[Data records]
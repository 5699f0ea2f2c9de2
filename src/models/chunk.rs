use serde::{Deserialize, Serialize};

/// 文档片段
#[derive(Debug, Clone, PartialEq, Serialize, Deserialize)]
pub struct Chunk {
    /// 片段在文档中的序号（从0开始）
    pub index: usize,
    pub text: String,
    /// 所在页码（从1开始）
    pub page: usize,
    /// 片段在全文中的起止字符位置
    pub start_char: usize,
    pub end_char: usize,
    /// 粗略的主题标签，如 "methodology"
    #[serde(default)]
    pub topics: Vec<String>,
}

— What is being asked —
Repeat the full set of records above character for character.

— Written solution —
repository 5699f0ea2f2c9de2
filename src/models/chunk.rs
use serde::{Deserialize, Serialize};

/// 文档片段
#[derive(Debug, Clone, PartialEq, Serialize, Deserialize)]
pub struct Chunk {
    /// 片段在文档中的序号（从0开始）
    pub index: usize,
    pub text: String,
    /// 所在页码（从1开始）
    pub page: usize,
    /// 片段在全文中的起止字符位置
    pub start_char: usize,
    pub end_char: usize,
    /// 粗略的主题标签，如 "methodology"
    #[serde(default)]
    pub topics: Vec<String>,
}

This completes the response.